After we left James Bond Island, we went to a secluded karst, with a private beach for lunch and a swim. It was beautiful of course. While we were walking on the beach we found a hermit crab living in a perfect shell. I picked up the shell and he popped his head out. After we took a few pictures, he decided the neighborhood had gone to the dogs and abandoned his shell. We felt really bad and tried to get him to go back in but he didn’t want to so we left him alone in his search for a new place. I have to say he was really cute and unlike regular crabs, he had a curved tail, more like a shrimp, which I guess is how he holds onto the shell.
After the beach and another visit to a cave for exploring (a nice one with no bats) I was taken for a sea canoe ride. The guide paddles through fairly rough and choppy seas and shows you all the secret caves which are only accessible by canoe. On the way to come of the cave
entrances, we encountered a guy in a boat selling drinks outside the caves. That’s the thing that cracks me up about Thailand. There is always someone selling something for tourists. It’s convenient, no doubt, but I get the feeling that if I spent days and nights climbing the most remote mountains, Id arrive at the top and there would be a shack with a guy selling coconut juice.
The entrances to some of these caves, or karsts’, was so low I had to lay down in the canoe. My guide was really nice and knew some less popular caves where there weren’t any other canoers. He pointed us towards some mangroves and flicked some water at the roots, at which point a mudskipper hopped off the branch and literally skipped over the water. A mudskipper is actually a fish, but it can live out of the water (it’s true, I swear). It’s really cute and moves so quickly, skipping the surface of the water.

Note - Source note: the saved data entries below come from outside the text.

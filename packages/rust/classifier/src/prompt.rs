//! Fixed extraction prompt and response schema.

use serde_json::{Value, json};
use sha2::{Digest, Sha256};

use dealdesk_shared::{Category, Priority};

use crate::ClassificationInput;

/// Instruction sent ahead of the user material on every call.
pub const SYSTEM_PROMPT: &str = "You are an expert real-estate and finance analyst. \
Analyse the supplied text and/or image (technical documents, appraisals, brochures, \
e-mails) and extract the structured fields of a deal record for the asset-management \
database. Report monetary values in euros as plain numbers. Set confidence to an \
integer percentage (0-100) and explain it in confidenceReason.";

/// Prefix for the free-text part.
pub const TEXT_PREFIX: &str = "Deal text: ";

/// Response schema in the OpenAPI subset accepted by `generationConfig.responseSchema`.
pub fn response_schema() -> Value {
    let categories: Vec<&str> = Category::ALL.iter().map(|c| c.as_str()).collect();
    let priorities: Vec<&str> = Priority::ALL.iter().map(|p| p.as_str()).collect();

    json!({
        "type": "OBJECT",
        "properties": {
            "title": {
                "type": "STRING",
                "description": "A professional title (e.g. Grottaferrata residential complex)."
            },
            "category": { "type": "STRING", "enum": categories },
            "subType": {
                "type": "STRING",
                "description": "Sub-category (e.g. Development, Whole building, NPL)."
            },
            "location": { "type": "STRING", "description": "Specific city or locality." },
            "indicativeValue": { "type": "NUMBER", "description": "Estimated monetary value." },
            "roi": { "type": "NUMBER" },
            "cagr": { "type": "NUMBER" },
            "description": {
                "type": "STRING",
                "description": "Executive summary, including surface areas in square metres when present."
            },
            "ndaSigned": { "type": "BOOLEAN" },
            "mandateAcquired": { "type": "BOOLEAN" },
            "priority": { "type": "STRING", "enum": priorities },
            "signals": {
                "type": "ARRAY",
                "items": {
                    "type": "OBJECT",
                    "properties": {
                        "label": { "type": "STRING" },
                        "score": { "type": "NUMBER", "description": "0 to 10." }
                    },
                    "required": ["label", "score"]
                }
            },
            "confidence": { "type": "NUMBER", "description": "0 to 100." },
            "confidenceReason": { "type": "STRING" }
        },
        "required": ["title", "category", "location", "indicativeValue", "confidence"]
    })
}

/// Cache key for an input: SHA-256 over the prompt and every part sent.
pub fn prompt_hash(input: &ClassificationInput) -> String {
    let mut hasher = Sha256::new();
    hasher.update(SYSTEM_PROMPT.as_bytes());
    if let Some(text) = &input.text {
        hasher.update(b"\0text\0");
        hasher.update(text.as_bytes());
    }
    if let Some(image) = &input.image {
        hasher.update(b"\0image\0");
        hasher.update(image.mime_type.as_bytes());
        hasher.update(image.data.as_bytes());
    }
    format!("{:x}", hasher.finalize())
}

#[cfg(test)]
mod tests {
    use super::*;
    use crate::ImagePayload;

    #[test]
    fn schema_enums_match_domain_wire_values() {
        let schema = response_schema();
        let cats = schema["properties"]["category"]["enum"].as_array().unwrap();
        assert_eq!(cats.len(), 3);
        assert!(cats.iter().any(|c| c == "real_estate"));
        let prios = schema["properties"]["priority"]["enum"].as_array().unwrap();
        assert_eq!(prios, &vec![json!("high"), json!("medium"), json!("low")]);
    }

    #[test]
    fn schema_required_fields() {
        let schema = response_schema();
        let required: Vec<&str> = schema["required"]
            .as_array()
            .unwrap()
            .iter()
            .filter_map(|v| v.as_str())
            .collect();
        assert_eq!(
            required,
            ["title", "category", "location", "indicativeValue", "confidence"]
        );
    }

    #[test]
    fn prompt_hash_deterministic_and_input_sensitive() {
        let a = ClassificationInput::text("warehouse in Turin");
        let b = ClassificationInput::text("warehouse in Milan");
        assert_eq!(prompt_hash(&a), prompt_hash(&a.clone()));
        assert_ne!(prompt_hash(&a), prompt_hash(&b));

        let with_image = ClassificationInput {
            text: Some("warehouse in Turin".into()),
            image: Some(ImagePayload::from_bytes("image/png", b"\x89PNG")),
        };
        assert_ne!(prompt_hash(&a), prompt_hash(&with_image));
    }
}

Later, we headed back to the floating village for a little shopping. It was pouring rain so we clumsily ran over the tree branches that formed the walkway over the water. One wrong slip
and SPLASH! Luckily this was not one of the moments of my clumsiness. We ended the tour by eating some banana pancakes- my first in Thailand. Sooo yummy….not like traditional pancakes at home, these are really thin and crisp, similar to a crepe but you don’t need a Michelin star to make one. There were ladies with baby monkeys and you could take a picture with them for 100 baht, which is a total rip, but I wanted to snuggle the monkey. Those pics will be in another posting. I hate the way some of the animas are used here but at the same time when you see such sweet animals you just want to hold and pet them. Well, I do anyway.
After our busy day we headed back to town. What a beautiful day, almost all of it spent in a boat or canoe. My kind of living!!!